Where does it all end? Not in violence, and not in wanton destruction of real property. Too many more gimmicks, such as stimulus checks designed to gull the electorate into thinking all’s well, or handouts to flagrantly uncreditworthy home buyers, and the road to the end of this mess gets steeper and more slippery. Oddly enough, that monetary hammer mentioned above, in the form of interest rates, can play a big part in solving the current woes, though it won’t solve them quickly.

Devaluation of the dollar is the flip side of cheap credit, and while dollar devaluation is a subject for another day, reducing speculative excesses by making money more expensive to deploy in speculation, whether it be in commodities, real estate, or the financial markets seems likely to be the only path out of the current unpleasantness.

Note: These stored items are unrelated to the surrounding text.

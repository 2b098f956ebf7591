//! Error types for the llmops control plane
//!
//! Errors are structured with fields to aid debugging in production.
//! Each variant carries the context an operator needs to act on it: the
//! endpoint or resource name, namespace, and the underlying cause.

use std::time::Duration;

use thiserror::Error;

/// Default context value when no specific context is available
pub const UNKNOWN_CONTEXT: &str = "unknown";

/// Remediation checklist attached to authentication failures
pub const AUTH_REMEDIATION: &str = "verify the service account token is mounted and not expired, \
     that the ClusterRole grants create/get/patch/delete on deployments, services, \
     horizontalpodautoscalers, ingresses, pods and inferenceservices in the target namespace, \
     and that the RoleBinding targets the service account this process runs as";

/// Main error type for llmops operations
#[derive(Debug, Error)]
pub enum Error {
    /// Kubernetes API error
    #[error("kubernetes error: {source}")]
    Kube {
        /// The underlying kube-rs error
        #[from]
        source: kube::Error,
    },

    /// Caller supplied invalid input; nothing was sent to the cluster
    #[error("validation error for {endpoint}: {message}")]
    Validation {
        /// Endpoint (or route) the input was for
        endpoint: String,
        /// Description of what's invalid
        message: String,
        /// The invalid field (e.g., "route", "model_id")
        field: Option<String>,
    },

    /// A referenced record does not exist
    #[error("{kind} {id} not found")]
    NotFound {
        /// Record kind (endpoint, model)
        kind: String,
        /// Record identifier
        id: String,
    },

    /// The cluster rejected our credentials even after a token refresh
    #[error("authentication to the kubernetes API failed during {operation}: {message}; {remediation}")]
    AuthenticationFailed {
        /// Operation that was being attempted
        operation: String,
        /// Message returned by the API server
        message: String,
        /// Operator checklist
        remediation: &'static str,
    },

    /// A create call hit an existing resource (HTTP 409)
    #[error("{kind} {namespace}/{name} already exists")]
    ResourceConflict {
        /// Resource kind
        kind: String,
        /// Resource name
        name: String,
        /// Resource namespace
        namespace: String,
    },

    /// A create call conflicted again after the existing resource was removed
    #[error("{kind} {namespace}/{name} still exists after delete and wait; refusing to retry")]
    ResourceStillExists {
        /// Resource kind
        kind: String,
        /// Resource name
        name: String,
        /// Resource namespace
        namespace: String,
    },

    /// A resource did not disappear within the deletion budget
    #[error("timed out after {waited:?} waiting for {kind} {namespace}/{name} to be deleted; manual intervention required")]
    DeletionTimeout {
        /// Resource kind
        kind: String,
        /// Resource name
        name: String,
        /// Resource namespace
        namespace: String,
        /// How long we waited
        waited: Duration,
    },

    /// Creating the primary workload failed
    #[error("deployment of {endpoint} failed: {message}")]
    DeploymentFailed {
        /// Endpoint being deployed
        endpoint: String,
        /// Description of what failed
        message: String,
    },

    /// Kubernetes resources for an endpoint could not be torn down
    #[error("deletion of {endpoint} failed: {message}")]
    DeletionFailed {
        /// Endpoint being deleted
        endpoint: String,
        /// Description of what failed
        message: String,
    },

    /// Optimistic-lock failure on a persisted record
    #[error("endpoint {id} was modified concurrently (expected revision {expected}, found {found})")]
    StaleRevision {
        /// Endpoint id
        id: String,
        /// Revision the writer read
        expected: u64,
        /// Revision currently stored
        found: u64,
    },

    /// Serialization/deserialization error
    #[error("serialization error: {message}")]
    Serialization {
        /// Description of what failed
        message: String,
        /// The resource kind being serialized (if known)
        kind: Option<String>,
    },

    /// Configuration could not be loaded or is unusable
    #[error("configuration error: {message}")]
    Config {
        /// Description of what's wrong
        message: String,
    },

    /// Internal/operational error
    #[error("internal error [{context}]: {message}")]
    Internal {
        /// Description of what failed
        message: String,
        /// Context where the error occurred (e.g., "reconciler", "deployer")
        context: String,
    },
}

impl Error {
    /// Create a validation error with the given message
    pub fn validation(msg: impl Into<String>) -> Self {
        Self::Validation {
            endpoint: UNKNOWN_CONTEXT.to_string(),
            message: msg.into(),
            field: None,
        }
    }

    /// Create a validation error with endpoint context
    pub fn validation_for(endpoint: impl Into<String>, msg: impl Into<String>) -> Self {
        Self::Validation {
            endpoint: endpoint.into(),
            message: msg.into(),
            field: None,
        }
    }

    /// Create a validation error with endpoint context and field name
    pub fn validation_for_field(
        endpoint: impl Into<String>,
        field: impl Into<String>,
        msg: impl Into<String>,
    ) -> Self {
        Self::Validation {
            endpoint: endpoint.into(),
            message: msg.into(),
            field: Some(field.into()),
        }
    }

    /// Create a not-found error
    pub fn not_found(kind: impl Into<String>, id: impl Into<String>) -> Self {
        Self::NotFound {
            kind: kind.into(),
            id: id.into(),
        }
    }

    /// Create an authentication failure with the standard remediation text
    pub fn authentication_failed(operation: impl Into<String>, msg: impl Into<String>) -> Self {
        Self::AuthenticationFailed {
            operation: operation.into(),
            message: msg.into(),
            remediation: AUTH_REMEDIATION,
        }
    }

    /// Create a deployment failure
    pub fn deployment_failed(endpoint: impl Into<String>, msg: impl Into<String>) -> Self {
        Self::DeploymentFailed {
            endpoint: endpoint.into(),
            message: msg.into(),
        }
    }

    /// Create a deletion failure
    pub fn deletion_failed(endpoint: impl Into<String>, msg: impl Into<String>) -> Self {
        Self::DeletionFailed {
            endpoint: endpoint.into(),
            message: msg.into(),
        }
    }

    /// Create a serialization error with the given message
    pub fn serialization(msg: impl Into<String>) -> Self {
        Self::Serialization {
            message: msg.into(),
            kind: None,
        }
    }

    /// Create a serialization error with resource kind context
    pub fn serialization_for_kind(kind: impl Into<String>, msg: impl Into<String>) -> Self {
        Self::Serialization {
            message: msg.into(),
            kind: Some(kind.into()),
        }
    }

    /// Create a configuration error
    pub fn config(msg: impl Into<String>) -> Self {
        Self::Config {
            message: msg.into(),
        }
    }

    /// Create an internal error with the given message
    pub fn internal(msg: impl Into<String>) -> Self {
        Self::Internal {
            message: msg.into(),
            context: UNKNOWN_CONTEXT.to_string(),
        }
    }

    /// Create an internal error with context
    pub fn internal_with_context(context: impl Into<String>, msg: impl Into<String>) -> Self {
        Self::Internal {
            message: msg.into(),
            context: context.into(),
        }
    }

    /// HTTP status code returned by the API server, if this is an API error
    pub fn status_code(&self) -> Option<u16> {
        match self {
            Error::Kube {
                source: kube::Error::Api(ae),
            } => Some(ae.code),
            Error::AuthenticationFailed { .. } => Some(401),
            Error::ResourceConflict { .. } => Some(409),
            _ => None,
        }
    }

    /// True for HTTP 404 responses
    pub fn is_not_found(&self) -> bool {
        self.status_code() == Some(404)
    }

    /// True for HTTP 409 responses
    pub fn is_conflict(&self) -> bool {
        self.status_code() == Some(409)
    }

    /// True for HTTP 401 responses
    pub fn is_unauthorized(&self) -> bool {
        self.status_code() == Some(401)
    }

    /// Check if this error is retryable
    ///
    /// Validation, authentication and lock failures need a human or a fresh
    /// read before retrying. Kubernetes errors are retryable unless they are 4xx.
    pub fn is_retryable(&self) -> bool {
        match self {
            Error::Kube { source } => {
                !matches!(
                    source,
                    kube::Error::Api(ae) if (400..500).contains(&ae.code)
                )
            }
            Error::Validation { .. } => false,
            Error::NotFound { .. } => false,
            Error::AuthenticationFailed { .. } => false,
            Error::ResourceConflict { .. } => true,
            Error::ResourceStillExists { .. } => false,
            Error::DeletionTimeout { .. } => false,
            Error::DeploymentFailed { .. } => false,
            Error::DeletionFailed { .. } => true,
            Error::StaleRevision { .. } => true,
            Error::Serialization { .. } => false,
            Error::Config { .. } => false,
            Error::Internal { .. } => true,
        }
    }

    /// Get the endpoint this error refers to, when known
    pub fn endpoint(&self) -> Option<&str> {
        match self {
            Error::Validation { endpoint, .. } => Some(endpoint),
            Error::DeploymentFailed { endpoint, .. } => Some(endpoint),
            Error::DeletionFailed { endpoint, .. } => Some(endpoint),
            Error::StaleRevision { id, .. } => Some(id),
            _ => None,
        }
    }
}

impl From<serde_json::Error> for Error {
    fn from(e: serde_json::Error) -> Self {
        Error::serialization(e.to_string())
    }
}

/// Build a `kube::Error::Api` with the given status code.
///
/// Used by tests and fakes to simulate API server responses.
pub fn api_error(code: u16, reason: &str, message: &str) -> kube::Error {
    kube::Error::Api(kube::error::ErrorResponse {
        status: "Failure".to_string(),
        message: message.to_string(),
        reason: reason.to_string(),
        code,
    })
}

#[cfg(test)]
mod tests {
    use super::*;

    // ==========================================================================
    // Story Tests: Error Propagation in Endpoint Operations
    // ==========================================================================

    /// Story: bad input is rejected before the cluster is touched
    #[test]
    fn story_validation_errors_carry_endpoint_and_field() {
        let err = Error::validation_for_field("dev:/serve/m1", "route", "route already in use");
        assert!(err.to_string().contains("validation error"));
        assert!(err.to_string().contains("dev:/serve/m1"));
        assert_eq!(err.endpoint(), Some("dev:/serve/m1"));
        match &err {
            Error::Validation { field, .. } => assert_eq!(field.as_deref(), Some("route")),
            _ => panic!("Expected Validation variant"),
        }
        assert!(!err.is_retryable());
    }

    /// Story: a 401 from the cluster surfaces with operator guidance
    #[test]
    fn story_authentication_failure_includes_remediation() {
        let err = Error::authentication_failed("check existing deployment", "Unauthorized");
        let text = err.to_string();
        assert!(text.contains("check existing deployment"));
        assert!(text.contains("service account token"));
        assert!(err.is_unauthorized());
        assert!(!err.is_retryable());
    }

    #[test]
    fn story_deletion_timeout_names_stuck_resource() {
        let err = Error::DeletionTimeout {
            kind: "Deployment".to_string(),
            name: "ep-0123456789ab".to_string(),
            namespace: "llmops-dev".to_string(),
            waited: Duration::from_secs(120),
        };
        let text = err.to_string();
        assert!(text.contains("llmops-dev/ep-0123456789ab"));
        assert!(text.contains("Deployment"));
        assert!(!err.is_retryable());
    }

    #[test]
    fn test_status_code_classification() {
        let conflict = Error::from(api_error(409, "AlreadyExists", "exists"));
        assert!(conflict.is_conflict());
        assert!(!conflict.is_not_found());

        let missing = Error::from(api_error(404, "NotFound", "gone"));
        assert!(missing.is_not_found());
        assert!(!missing.is_retryable());

        let unauthorized = Error::from(api_error(401, "Unauthorized", "token expired"));
        assert!(unauthorized.is_unauthorized());

        let server = Error::from(api_error(503, "ServiceUnavailable", "etcd down"));
        assert!(server.is_retryable());
        assert_eq!(server.status_code(), Some(503));

        assert_eq!(Error::internal("boom").status_code(), None);
    }

    #[test]
    fn test_resource_still_exists_is_fatal() {
        let err = Error::ResourceStillExists {
            kind: "Deployment".to_string(),
            name: "ep-abc".to_string(),
            namespace: "llmops-prod".to_string(),
        };
        assert!(!err.is_retryable());
        assert!(err.to_string().contains("refusing to retry"));
    }

    #[test]
    fn test_internal_error_default_context() {
        let err = Error::internal("unexpected state");
        assert!(err.to_string().contains("[unknown]"));
        let err = Error::internal_with_context("reconciler", "unexpected state");
        assert!(err.to_string().contains("[reconciler]"));
    }

    #[test]
    fn test_serde_json_errors_convert() {
        let parse: Result<serde_json::Value, _> = serde_json::from_str("{not json");
        let err: Error = parse.unwrap_err().into();
        assert!(matches!(err, Error::Serialization { .. }));
    }
}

If that turns out to be the case, many will feel the pinch. Fortunately, the stoics who make up a lot of the American population, sophisticated or not, seem more likely to suck it up, endure the pinch, and exit the other side better off than they are today. An optimist would further hope that this was all done without the government stupidly taxing the starch out of the economy, but if the government does so, perhaps the government after them will repair the damage, and reap the delayed benefits.

Regardless of government policies, the flame-throwing non-sophisticates of the Pakistani markets may not fare better nearly as soon.